> Work request
Once every line below with "writeln" has been counted, state the total and nothing else.

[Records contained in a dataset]
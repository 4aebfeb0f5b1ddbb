use std::io::{self, BufRead, Write};
use std::path::PathBuf;

use huddle_agent::{ConversationEngine, TurnRequest, TurnResponse};
use huddle_core::TurnFailure;
use serde_json::json;
use tracing::info;

use crate::commands::{async_runtime, build_engine, load_config, CommandResult};

#[derive(Debug, Clone, Default)]
pub struct ChatOptions {
    pub config_path: Option<PathBuf>,
    /// Scripted inputs. Empty means read lines from stdin.
    pub messages: Vec<String>,
}

pub fn run(options: ChatOptions) -> CommandResult {
    let config = match load_config(options.config_path.clone()) {
        Ok(config) => config,
        Err(error) => return error.into_result("chat"),
    };
    let engine = match build_engine(&config) {
        Ok(engine) => engine,
        Err(error) => return error.into_result("chat"),
    };
    let runtime = match async_runtime("chat") {
        Ok(runtime) => runtime,
        Err(result) => return result,
    };

    if options.messages.is_empty() {
        return runtime.block_on(interactive(&engine));
    }
    runtime.block_on(scripted(&engine, options.messages))
}

/// All scripted inputs share one conversation; the first turn creates it.
async fn scripted(engine: &ConversationEngine, messages: Vec<String>) -> CommandResult {
    let mut conversation_id = String::new();
    let mut turns = Vec::with_capacity(messages.len());

    for input in messages {
        match engine.handle_turn(TurnRequest::new(conversation_id.clone(), input)).await {
            Ok(response) => {
                conversation_id = response.conversation_id.as_str().to_owned();
                turns.push(response);
            }
            Err(failure) => return turn_failure(failure),
        }
    }

    let current_agent = turns.last().map(|turn| turn.current_agent.clone()).unwrap_or_default();
    CommandResult::success_with(
        "chat",
        format!("{} turn(s) completed", turns.len()),
        Some(json!({
            "conversation_id": conversation_id,
            "current_agent": current_agent,
            "turns": turns,
        })),
    )
}

async fn interactive(engine: &ConversationEngine) -> CommandResult {
    let mut completed = 0usize;
    let stdin = io::stdin();
    let mut stdout = io::stdout();

    // An empty first request bootstraps the conversation and prints the greeting.
    let conversation_id = match engine.handle_turn(TurnRequest::start("")).await {
        Ok(response) => {
            print_response(&mut stdout, &response);
            response.conversation_id.as_str().to_owned()
        }
        Err(failure) => return turn_failure(failure),
    };
    info!(
        event_name = "chat.session_started",
        conversation_id = %conversation_id,
        "chat session started"
    );

    for line in stdin.lock().lines() {
        let input = match line {
            Ok(input) => input,
            Err(error) => {
                return CommandResult::failure("chat", "stdin", error.to_string(), 5);
            }
        };
        let input = input.trim();
        if input.is_empty() {
            continue;
        }
        if matches!(input, "/quit" | "/exit") {
            break;
        }

        match engine.handle_turn(TurnRequest::new(conversation_id.clone(), input)).await {
            Ok(response) => {
                completed += 1;
                print_response(&mut stdout, &response);
            }
            Err(failure) => {
                let _ = writeln!(stdout, "[error:{}] {}", failure.code.as_str(), failure.message);
            }
        }
    }

    CommandResult::success_with(
        "chat",
        format!("{completed} turn(s) completed"),
        Some(json!({ "conversation_id": conversation_id })),
    )
}

fn print_response(out: &mut impl Write, response: &TurnResponse) {
    for message in &response.messages {
        let _ = writeln!(out, "[{}] {}", message.agent, message.content);
    }
    let _ = out.flush();
}

fn turn_failure(failure: TurnFailure) -> CommandResult {
    CommandResult::failure("chat", failure.code.as_str(), failure.message, 6)
}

> Exercise solution
2